● **WORK REQUIRED**
Count lines, not occurrences: report how many lines in the records hold the string "section", and nothing else.
--- STUDY MATERIAL ---
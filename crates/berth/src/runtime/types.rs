//! Typed runtime requests and responses.

use std::collections::BTreeMap;
use std::net::IpAddr;

use berth_common::{BerthError, BerthResult, ContainerId};
use serde::{Deserialize, Serialize};

/// Options for creating a container.
#[derive(Debug, Clone, PartialEq, Eq)]
pub struct CreateOptions {
    /// Image reference (e.g. `nginx:latest`).
    pub image: String,
    /// Container name.
    pub name: String,
}

impl CreateOptions {
    /// Create options for `image` named `name`.
    pub fn new(image: impl Into<String>, name: impl Into<String>) -> Self {
        Self {
            image: image.into(),
            name: name.into(),
        }
    }
}

/// Handle to a container returned by create.
#[derive(Debug, Clone, PartialEq, Eq)]
pub struct ContainerHandle {
    /// The runtime-assigned container ID.
    pub id: ContainerId,
    /// Warnings emitted by the runtime during create.
    pub warnings: Vec<String>,
}

/// Container state as reported by inspect.
#[derive(Debug, Clone, Default, PartialEq, Eq, Deserialize)]
#[serde(rename_all = "PascalCase")]
pub struct ContainerDetails {
    /// Full container ID.
    pub id: String,
    /// Container name (engine prefixes it with `/`).
    #[serde(default)]
    pub name: String,
    /// Run state.
    #[serde(default)]
    pub state: RunState,
    /// Network settings.
    #[serde(default)]
    pub network_settings: NetworkSettings,
}

/// Run state section of an inspect response.
#[derive(Debug, Clone, Default, PartialEq, Eq, Deserialize)]
#[serde(rename_all = "PascalCase")]
pub struct RunState {
    /// Whether the container is running.
    #[serde(default)]
    pub running: bool,
    /// Status string (`created`, `running`, `exited`, ...).
    #[serde(default)]
    pub status: String,
}

/// Network section of an inspect response.
#[derive(Debug, Clone, Default, PartialEq, Eq, Deserialize)]
#[serde(rename_all = "PascalCase")]
pub struct NetworkSettings {
    /// Address on the default bridge network.
    #[serde(rename = "IPAddress", default)]
    pub ip_address: String,
    /// Per-network attachments.
    #[serde(default)]
    pub networks: Option<BTreeMap<String, NetworkAttachment>>,
}

/// One network attachment.
#[derive(Debug, Clone, Default, PartialEq, Eq, Deserialize)]
pub struct NetworkAttachment {
    /// Address on this network.
    #[serde(rename = "IPAddress", default)]
    pub ip_address: String,
}

impl ContainerDetails {
    /// Details of a running container with a single address.
    pub fn running(id: impl Into<String>, ip: impl Into<String>) -> Self {
        Self {
            id: id.into(),
            name: String::new(),
            state: RunState {
                running: true,
                status: "running".to_string(),
            },
            network_settings: NetworkSettings {
                ip_address: ip.into(),
                networks: None,
            },
        }
    }

    /// The container's address: the default network address if set,
    /// otherwise the first non-empty per-network address.
    #[must_use]
    pub fn ip_address(&self) -> Option<&str> {
        let settings = &self.network_settings;
        if !settings.ip_address.is_empty() {
            return Some(&settings.ip_address);
        }
        settings
            .networks
            .iter()
            .flat_map(|networks| networks.values())
            .map(|n| n.ip_address.as_str())
            .find(|ip| !ip.is_empty())
    }
}

/// A container's identity and address after it has started.
#[derive(Debug, Clone, PartialEq, Eq, Serialize)]
pub struct NetworkBinding {
    /// Container ID.
    pub container_id: ContainerId,
    /// Assigned address.
    pub ip: IpAddr,
}

impl NetworkBinding {
    /// Build the binding for `id` from inspect output.
    ///
    /// # Errors
    ///
    /// Returns [`BerthError::MissingAddress`] if no address is assigned and
    /// [`BerthError::Extraction`] if the address does not parse.
    pub fn from_details(id: &ContainerId, details: &ContainerDetails) -> BerthResult<Self> {
        let raw = details.ip_address().ok_or_else(|| BerthError::MissingAddress {
            id: id.to_string(),
        })?;
        let ip = raw.parse::<IpAddr>().map_err(|e| BerthError::Extraction {
            what: "IP address".to_string(),
            message: format!("{raw:?}: {e}"),
        })?;
        Ok(Self {
            container_id: id.clone(),
            ip,
        })
    }
}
---
● **OUTPUT FOR THIS TASK**
2